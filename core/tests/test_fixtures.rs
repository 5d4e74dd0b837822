#[cfg(test)]
mod tests {
    use std::path::PathBuf;

    use codec_regress::digest::DigestAlg;
    use codec_regress::fixtures::{FixtureError, FixtureRecord, FixtureTable};
    use codec_regress::media::{ChromaFormat, SliceMode};

    fn golden_path() -> PathBuf {
        PathBuf::from(env!("CARGO_MANIFEST_DIR")).join("fixtures/decode_encode.json")
    }

    #[test]
    fn golden_table_loads() {
        let table = FixtureTable::from_path(golden_path()).unwrap();
        assert_eq!(table.len(), 2);

        let one_d = table.get("test_vd_1d").unwrap();
        assert_eq!(one_d.source, "res/test_vd_1d.264");
        assert_eq!(one_d.expected().unwrap().to_hex(), "c04a5978eb715837c29463e79b6598a05136829f");

        let rc = table.get("test_vd_rc").unwrap();
        assert_eq!(rc.expected().unwrap().to_hex(), "40d8eb5a54d358c663f836c689a158c326de4b1c");

        for f in &table {
            assert_eq!((f.width, f.height), (320, 192));
            assert_eq!(f.frame_rate, 12.0);
            assert_eq!(f.mode, SliceMode::Single);
            assert_eq!(f.chroma, ChromaFormat::Yuv420);
            assert_eq!(f.digest_alg, DigestAlg::Sha1);
            assert_eq!(f.encode_params().frame_len(), 320 * 192 * 3 / 2);
        }
    }

    #[test]
    fn optional_fields_default() {
        let json = r#"{ "fixtures": [
            { "source": "clips/a.yuv", "expected_digest": "da39a3ee5e6b4b0d3255bfef95601890afd80709",
              "width": 16, "height": 16, "frame_rate": 30 }
        ] }"#;
        let table = FixtureTable::from_json_str(json).unwrap();
        let f = table.get("a.yuv").unwrap();
        assert_eq!(f.name(), "a.yuv");
        assert_eq!(f.mode, SliceMode::Single);
        assert_eq!(f.digest_alg, DigestAlg::Sha1);
    }

    #[test]
    fn explicit_options_parse() {
        let json = r#"{ "fixtures": [
            { "name": "sliced", "source": "b.yuv", "width": 8, "height": 8, "frame_rate": 25.0,
              "expected_digest": "af1349b9f5f9a1a6a0404dea36dcc9499bcb25c9adc112b7cc9a93cae41f3262",
              "mode": { "fixed_count": 4 }, "chroma": "yuv444", "digest_alg": "blake3" }
        ] }"#;
        let table = FixtureTable::from_json_str(json).unwrap();
        let f = table.get("sliced").unwrap();
        assert_eq!(f.mode, SliceMode::FixedCount(4));
        assert_eq!(f.chroma, ChromaFormat::Yuv444);
        assert_eq!(f.digest_alg, DigestAlg::Blake3);
    }

    #[test]
    fn round_trips_through_json() {
        let table = FixtureTable::from_path(golden_path()).unwrap();
        let again = FixtureTable::from_json_str(&table.to_json_pretty().unwrap()).unwrap();
        assert_eq!(table, again);
    }

    #[test]
    fn invalid_records_load_and_fail_on_their_own() {
        let json = r#"{ "fixtures": [
            { "name": "bad", "source": "a.yuv", "expected_digest": "not-hex",
              "width": 0, "height": 16, "frame_rate": 30.0 }
        ] }"#;
        let table = FixtureTable::from_json_str(json).unwrap();
        assert!(table.get("bad").unwrap().validate().is_err());
    }

    #[test]
    fn digest_of_wrong_length_is_rejected() {
        let rec = FixtureRecord::new("x.yuv", "abcd", 16, 16, 30.0);
        assert!(matches!(rec.validate().unwrap_err(), FixtureError::Digest { .. }));
    }

    #[test]
    fn zero_dimensions_are_rejected() {
        let rec = FixtureRecord::new("x.yuv", "da39a3ee5e6b4b0d3255bfef95601890afd80709", 0, 16, 30.0);
        assert!(matches!(rec.validate().unwrap_err(), FixtureError::Invalid { .. }));
    }

    #[test]
    fn zero_slices_are_rejected() {
        let rec = FixtureRecord::new("x.yuv", "da39a3ee5e6b4b0d3255bfef95601890afd80709", 16, 16, 30.0)
            .with_mode(SliceMode::FixedCount(0));
        assert!(rec.validate().is_err());
    }

    #[test]
    fn duplicate_names_are_rejected() {
        let hex = "da39a3ee5e6b4b0d3255bfef95601890afd80709";
        let err = FixtureTable::new(vec![
            FixtureRecord::new("a/clip.yuv", hex, 16, 16, 30.0),
            FixtureRecord::new("b/clip.yuv", hex, 16, 16, 30.0),
        ])
        .unwrap_err();
        assert!(matches!(err, FixtureError::Duplicate(ref n) if n == "clip.yuv"));
    }

    #[test]
    fn malformed_json_is_parse_error() {
        assert!(matches!(
            FixtureTable::from_json_str("{ \"fixtures\": [ { ").unwrap_err(),
            FixtureError::Parse(_)
        ));
    }

    #[test]
    fn missing_table_file_is_read_error() {
        let err = FixtureTable::from_path("no/such/table.json").unwrap_err();
        assert!(matches!(err, FixtureError::Read { .. }));
    }
}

**Task**
Each line of the data must be retyped exactly.

**Response for this exercise**
filename core/tests/test_fixtures.rs
repository 5d4e74dd0b837822
#[cfg(test)]
mod tests {
    use std::path::PathBuf;

    use codec_regress::digest::DigestAlg;
    use codec_regress::fixtures::{FixtureError, FixtureRecord, FixtureTable};
    use codec_regress::media::{ChromaFormat, SliceMode};

    fn golden_path() -> PathBuf {
        PathBuf::from(env!("CARGO_MANIFEST_DIR")).join("fixtures/decode_encode.json")
    }

    #[test]
    fn golden_table_loads() {
        let table = FixtureTable::from_path(golden_path()).unwrap();
        assert_eq!(table.len(), 2);

        let one_d = table.get("test_vd_1d").unwrap();
        assert_eq!(one_d.source, "res/test_vd_1d.264");
        assert_eq!(one_d.expected().unwrap().to_hex(), "c04a5978eb715837c29463e79b6598a05136829f");

        let rc = table.get("test_vd_rc").unwrap();
        assert_eq!(rc.expected().unwrap().to_hex(), "40d8eb5a54d358c663f836c689a158c326de4b1c");

        for f in &table {
            assert_eq!((f.width, f.height), (320, 192));
            assert_eq!(f.frame_rate, 12.0);
            assert_eq!(f.mode, SliceMode::Single);
            assert_eq!(f.chroma, ChromaFormat::Yuv420);
            assert_eq!(f.digest_alg, DigestAlg::Sha1);
            assert_eq!(f.encode_params().frame_len(), 320 * 192 * 3 / 2);
        }
    }

    #[test]
    fn optional_fields_default() {
        let json = r#"{ "fixtures": [
            { "source": "clips/a.yuv", "expected_digest": "da39a3ee5e6b4b0d3255bfef95601890afd80709",
              "width": 16, "height": 16, "frame_rate": 30 }
        ] }"#;
        let table = FixtureTable::from_json_str(json).unwrap();
        let f = table.get("a.yuv").unwrap();
        assert_eq!(f.name(), "a.yuv");
        assert_eq!(f.mode, SliceMode::Single);
        assert_eq!(f.digest_alg, DigestAlg::Sha1);
    }

    #[test]
    fn explicit_options_parse() {
        let json = r#"{ "fixtures": [
            { "name": "sliced", "source": "b.yuv", "width": 8, "height": 8, "frame_rate": 25.0,
              "expected_digest": "af1349b9f5f9a1a6a0404dea36dcc9499bcb25c9adc112b7cc9a93cae41f3262",
              "mode": { "fixed_count": 4 }, "chroma": "yuv444", "digest_alg": "blake3" }
        ] }"#;
        let table = FixtureTable::from_json_str(json).unwrap();
        let f = table.get("sliced").unwrap();
        assert_eq!(f.mode, SliceMode::FixedCount(4));
        assert_eq!(f.chroma, ChromaFormat::Yuv444);
        assert_eq!(f.digest_alg, DigestAlg::Blake3);
    }

    #[test]
    fn round_trips_through_json() {
        let table = FixtureTable::from_path(golden_path()).unwrap();
        let again = FixtureTable::from_json_str(&table.to_json_pretty().unwrap()).unwrap();
        assert_eq!(table, again);
    }

    #[test]
    fn invalid_records_load_and_fail_on_their_own() {
        let json = r#"{ "fixtures": [
            { "name": "bad", "source": "a.yuv", "expected_digest": "not-hex",
              "width": 0, "height": 16, "frame_rate": 30.0 }
        ] }"#;
        let table = FixtureTable::from_json_str(json).unwrap();
        assert!(table.get("bad").unwrap().validate().is_err());
    }

    #[test]
    fn digest_of_wrong_length_is_rejected() {
        let rec = FixtureRecord::new("x.yuv", "abcd", 16, 16, 30.0);
        assert!(matches!(rec.validate().unwrap_err(), FixtureError::Digest { .. }));
    }

    #[test]
    fn zero_dimensions_are_rejected() {
        let rec = FixtureRecord::new("x.yuv", "da39a3ee5e6b4b0d3255bfef95601890afd80709", 0, 16, 30.0);
        assert!(matches!(rec.validate().unwrap_err(), FixtureError::Invalid { .. }));
    }

    #[test]
    fn zero_slices_are_rejected() {
        let rec = FixtureRecord::new("x.yuv", "da39a3ee5e6b4b0d3255bfef95601890afd80709", 16, 16, 30.0)
            .with_mode(SliceMode::FixedCount(0));
        assert!(rec.validate().is_err());
    }

    #[test]
    fn duplicate_names_are_rejected() {
        let hex = "da39a3ee5e6b4b0d3255bfef95601890afd80709";
        let err = FixtureTable::new(vec![
            FixtureRecord::new("a/clip.yuv", hex, 16, 16, 30.0),
            FixtureRecord::new("b/clip.yuv", hex, 16, 16, 30.0),
        ])
        .unwrap_err();
        assert!(matches!(err, FixtureError::Duplicate(ref n) if n == "clip.yuv"));
    }

    #[test]
    fn malformed_json_is_parse_error() {
        assert!(matches!(
            FixtureTable::from_json_str("{ \"fixtures\": [ { ").unwrap_err(),
            FixtureError::Parse(_)
        ));
    }

    #[test]
    fn missing_table_file_is_read_error() {
        let err = FixtureTable::from_path("no/such/table.json").unwrap_err();
        assert!(matches!(err, FixtureError::Read { .. }));
    }
}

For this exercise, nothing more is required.